T. Rockwell Mackie, PhD, pitched his idea for a radiology advancement – an equine CT imaging scanner called Asto CT – to panelists including Dr. Arenson; Navid Alipour, co-founder of Analytics Ventures; and Scott A. Penner, an attorney specializing in intellectual property protection with Foley & Lardner LLP.
The panelists offered five important tips for researchers looking for paths to research funding in the marketplace.
First, protect your intellectual property. Make sure you and your university have the correct patents in place before you schedule the first meeting with a venture capitalist.
"Intellectual property is a valuable asset for your company and sometimes the only asset you have at start-up time," Penner said. "It needs to be treated as such."
Next, prepare a good elevator speech. Researchers may not always think about how they would explain what they're doing to anybody besides those who speak their own language.
Third, understand where your product fits into the market. When you talk to potential investors, they want a good idea of what the return on their investment would be and why your proposal would be the big hit they're looking for.
Fourth, decide what your role will be. How much time do you plan to devote to this project you're asking somebody to invest in? Will you hire staff to take on some of the responsibilities?
And finally, know how much money you will need.
Following these steps will show potential investors you are prepared and serious about taking your idea to market.

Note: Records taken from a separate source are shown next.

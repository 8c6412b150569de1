//! System configuration parameters
//!
//! [`ControllerConfig`] is the persisted part: it is loaded once at startup
//! from the configuration record (or defaulted and written if absent) and
//! then owned by the control loop.  [`LoopSettings`] holds the runtime
//! knobs that never touch the SD card.

use std::path::PathBuf;
use std::time::Duration;

use serde::{Deserialize, Serialize};

use crate::error::ConfigError;
use crate::schedule::TimeOfDay;

/// Highest goal temperature the configuration record can hold (`99.9` °C),
/// in centidegrees.
pub const MAX_GOAL_CENTI: i32 = 9_990;

/// Widest accepted deadband half-width (`99.9` °C), in centidegrees.
pub const MAX_MARGIN_CENTI: u32 = 9_990;

const DEFAULT_LIGHTS_ON: TimeOfDay = TimeOfDay::at(8, 20);
const DEFAULT_LIGHTS_OFF: TimeOfDay = TimeOfDay::at(20, 20);

/// Thermal regulation: the deadband is `[goal - margin, goal + margin]`.
#[derive(Debug, Clone, Copy, PartialEq, Eq, Serialize, Deserialize)]
pub struct ThermalConfig {
    /// Setpoint in centidegrees Celsius (2000 = 20.00 °C).
    pub goal_centi: i32,
    /// Half-width of the deadband in centidegrees.
    pub margin_centi: u32,
}

impl ThermalConfig {
    /// At or above this the cooler switches on.
    pub fn upper_centi(&self) -> i32 {
        self.goal_centi.saturating_add(self.signed_margin())
    }

    /// At or below this the cooler switches off.
    pub fn lower_centi(&self) -> i32 {
        self.goal_centi.saturating_sub(self.signed_margin())
    }

    /// Margin as a signed offset, saturated at `i32::MAX`.
    pub fn signed_margin(&self) -> i32 {
        i32::try_from(self.margin_centi).unwrap_or(i32::MAX)
    }
}

/// Lighting window.  `lights_on > lights_off` means the window crosses midnight.
#[derive(Debug, Clone, Copy, PartialEq, Eq, Serialize, Deserialize)]
pub struct ScheduleConfig {
    pub lights_on: TimeOfDay,
    pub lights_off: TimeOfDay,
}

/// Core controller configuration
#[derive(Debug, Clone, Copy, PartialEq, Eq, Serialize, Deserialize)]
pub struct ControllerConfig {
    pub thermal: ThermalConfig,
    pub schedule: ScheduleConfig,
    /// Telemetry append interval (minutes).
    pub log_interval_min: u16,
}

impl Default for ControllerConfig {
    fn default() -> Self {
        Self {
            thermal: ThermalConfig {
                goal_centi: 2000, // 20 °C
                margin_centi: 100, // ±1 °C
            },
            schedule: ScheduleConfig {
                lights_on: DEFAULT_LIGHTS_ON,
                lights_off: DEFAULT_LIGHTS_OFF,
            },
            log_interval_min: 1,
        }
    }
}

impl ControllerConfig {
    /// Seconds of elapsed control ticks between telemetry appends.
    pub fn telemetry_period_secs(&self) -> u32 {
        60 * u32::from(self.log_interval_min)
    }

    /// Range-check every field.
    ///
    /// An identical on/off time is *not* rejected here: it is a runtime
    /// condition reported by the lighting controller on every tick.
    pub fn validate(&self) -> Result<(), ConfigError> {
        if !(0..=MAX_GOAL_CENTI).contains(&self.thermal.goal_centi) {
            return Err(ConfigError::ValidationFailed(
                "goal temperature must be 0.0–99.9 °C",
            ));
        }
        if self.thermal.margin_centi == 0 {
            return Err(ConfigError::ValidationFailed(
                "temperature margin must be non-zero",
            ));
        }
        if self.thermal.margin_centi > MAX_MARGIN_CENTI {
            return Err(ConfigError::ValidationFailed(
                "temperature margin must be at most 99.9 °C",
            ));
        }
        if !(1..=999).contains(&self.log_interval_min) {
            return Err(ConfigError::ValidationFailed(
                "log interval must be 1–999 minutes",
            ));
        }
        Ok(())
    }
}

/// Runtime parameters that are not persisted.
#[derive(Debug, Clone)]
pub struct LoopSettings {
    /// Control loop period (one tick).
    pub tick_period: Duration,
    /// Attempts at writing the storage readiness marker before giving up.
    pub probe_attempts: u32,
    /// Pause between readiness attempts.
    pub probe_retry_delay: Duration,
    /// Directory the record files live in.
    pub storage_root: PathBuf,
}

impl Default for LoopSettings {
    fn default() -> Self {
        Self {
            tick_period: Duration::from_secs(1),
            probe_attempts: 4,
            probe_retry_delay: Duration::from_millis(50),
            #[cfg(target_os = "espidf")]
            storage_root: PathBuf::from("/sdcard"),
            #[cfg(not(target_os = "espidf"))]
            storage_root: PathBuf::from("sdcard"),
        }
    }
}

impl LoopSettings {
    /// Defaults, with the storage root overridable through
    /// `ENCLOSURE_STORAGE_ROOT` on the host.
    pub fn from_env() -> Self {
        let mut settings = Self::default();
        #[cfg(not(target_os = "espidf"))]
        if let Some(root) = std::env::var_os("ENCLOSURE_STORAGE_ROOT") {
            settings.storage_root = PathBuf::from(root);
        }
        settings
    }
}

But keep in mind, being fully prepared doesn't mean the money will come easily.
"As venture capitalists, in every situation we're looking for a reason to say no," Alipour said, adding the importance of seeing that a person is personally invested in their own idea.
The session was organized by the Academy of Radiology Research, which has proposed a new initiative with the goal of educating imaging investigators about how best to present translational research and technology development ideas to industry and other non-governmental funding sources.